What I found out in my testing in couple last days is that steam engine is definitely NOT as efficient as certain fuel engine setups. Or I certainly want to see a proof for a steam engine on current version that can reach about 1800 PPM with a moderately sane setup (i.e. not burning things at only 1%). I've seen older examples in the internet that claim to go as high, but I can't replicate those results on current version.

That 1800PPM is reachable with ~15 fuel-per-matter refinery efficiency and about 120 PPF fuel engine setup; a relatively big engine, but still workable in a big vessel. Note, that 120PPF from fuel engine isn't exactly the maximum efficiency, but it seems getting higher than that gets very impractical, now that fancy turbo-setups do not seem to work as they used to.

A less fancy (and more compact) fuel engine setups seem to go lowest at around 60PPF, i.e. about 900PPM, which is somewhat comparable to best steam setups I could manage (730PPM). But still can not say "just as efficient".

Caveat for the stuff below; I did not try to scale it up to huge sizes, but what I have read seems to indicate that boilers made from small boiler parts are more efficient than ones made with the bigger parts. In my quick check, there isn't much of a difference in efficiency, possibly like 0.5%. Though I tried mixing larger size pistons and turbines to see how they affect... After all, the steam and the pipes are the same between all sizes..

After playing with steam engines based on results via googling, and then changing various parts while keeping rest the same, I managed to narrow it down to what really seems to work efficiently, and what does not. (At least on the relative small scale system I was testing with.)

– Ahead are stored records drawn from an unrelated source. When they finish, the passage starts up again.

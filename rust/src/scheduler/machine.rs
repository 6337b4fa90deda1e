//! Per-machine timeline of assigned tasks.

use crate::backward_pass::Timings;
use crate::models::TIME_EPSILON;

/// A task placed on a machine.
#[derive(Clone, Debug, PartialEq)]
pub struct Assignment {
    pub task_id: String,
    pub start: f64,
    pub end: f64,
    /// Set after scheduling from the backward pass; the scheduler itself ignores slack.
    pub critical: bool,
}

/// Tracks one machine's assignments in start order.
///
/// Invariant: assignments are sorted by start and never overlap, because each
/// new task starts no earlier than `free_at`.
#[derive(Clone, Debug, Default, PartialEq)]
pub struct MachineTimeline {
    free_at: f64,
    assignments: Vec<Assignment>,
}

impl MachineTimeline {
    pub fn new() -> Self {
        Self::default()
    }

    /// Time at which the machine finishes its last assignment.
    pub fn free_at(&self) -> f64 {
        self.free_at
    }

    /// Earliest start on this machine for a task ready at `ready`.
    #[inline]
    pub fn candidate_start(&self, ready: f64) -> f64 {
        ready.max(self.free_at)
    }

    /// Append a task starting at `start` (clamped to the machine's free time).
    pub fn assign(&mut self, task_id: &str, start: f64, duration: f64) -> &Assignment {
        let start = self.candidate_start(start);
        let end = start + duration;
        self.free_at = end;
        self.assignments.push(Assignment {
            task_id: task_id.to_string(),
            start,
            end,
            critical: false,
        });
        &self.assignments[self.assignments.len() - 1]
    }

    pub fn assignments(&self) -> &[Assignment] {
        &self.assignments
    }

    pub fn is_empty(&self) -> bool {
        self.assignments.is_empty()
    }

    /// Total time spent executing tasks.
    pub fn busy_time(&self) -> f64 {
        self.assignments.iter().map(|a| a.end - a.start).sum()
    }

    /// True if no two assignments overlap.
    pub fn is_disjoint(&self) -> bool {
        self.assignments
            .windows(2)
            .all(|pair| pair[0].end <= pair[1].start + TIME_EPSILON)
    }

    pub(crate) fn mark_critical(&mut self, timings: &Timings<'_>) {
        for assignment in &mut self.assignments {
            assignment.critical = timings
                .get(&assignment.task_id)
                .is_some_and(|t| t.is_critical());
        }
    }
}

The best power I could get out of a steam engine was, weirdly, via hybrid, i.e. using turbine to make energy, and then batteries+electric engine to make that energy into power. The smallish test setup I used gave about 730 PPM that way (sustained demand, of course, and burn rate control at 20%).

If using pistons and the gearbox instead, the same boiler and pipe setup gave only around 550PM (under full load).

If adding the wheel and belt generator on the piston based system, the amount of electric "power" got from the system was so small that I didn't even try to measure it accurately. I estimate something like 100 to max 200. Useless. Turbine would give about 1000. And while it produces that small energy, it takes away from the direct power output of the gearbox... so yeah, there are some balance mistakes in effect.

I tested steam propellers like a week earlier, and noticed that the steam propeller system (reduction gears + propellers to thrust) seems to be much less efficient than using the power to standard propellers, let alone making it hybrid and using electric engines for power and then to standard propellers. Definitely a direct balance error there, as the actual physical "power" should be exactly the same between going through gearbox to standard propeller, or going to reduction gear to steam propeller. The reduction gears have friction (and as if the gearbox would not have), but the numbers don't "add up" even when considering the friction, the difference is so big.

That is, steam propeller system seems to currently have some extra (in addition to friction) inherent inefficiency into it.

However, steam propellers have one benefit to them. Power and thrust per cross-section area used on the backside. The standard propellers can't reach even close to similar thrust/power densities. The larger standard propeller (3m) can do 750 force-units per 1m^2 when staggered, while the two smaller steam propellers (1m and 3m) can do 6000 force-units per 1m^2 (3m one staggered). (The larger ones are not as good, yet still many times better than standard propellers.) But the cost is indeed quite poor material-to-power efficiency, and more complicated arrangement, as the propeller shafts need to go through there somewhere and be aligned with the gears and piston system. Much unlike for standard propellers which mystically get the rotation power teleported from gearbox to prop.

(I also measured the PPM rates in that test, but unfortunately, I can't find the numbers now.. I just remember the end result as something like "few times worse efficiency than with standard propellers".)

All that said, the "effect vs. material used" efficiencies seem to be usually at most about equal order of magnitude, when each system is used in an efficient way, except when using propellers, where the difference is more like one order of magnitude.


So, as answers to original questions:
* It is not just you.
* If you really need the force-density on the vessel's back (or which ever direction you want to push), use steam directly only for the steam propellers, and try to use the smaller sizes. Everything else powered either via turbine-electric-engine, or adding a fuel engine (or even some RTGs). The turbine solution could be viable if there isn't enough room for fuel engine or RTGs, but note that the batteries for the electric engine do also take space (1 battery per 90power).
... and if possible, in addition to the steam propellers, stick a smaller number of standard propellers. Use those standard ones with higher efficiency system while slowly boating around, and crank the steam system up only when you need to go fast. (Though beware, larger steam systems take time to ramp the power output up.)
* The power going down was already explained well by Eudaimonia above. Basically, effective power of a steam system via gearbox is half the no-load power. (Note, the turbine doesn't have this halving effect on the info; what it reports as max electric/second is valid whether it is idling or charging batteries at its maximum rate. There could be a tiiny change, but, could have been just the final slow moments of the system stabilizing..)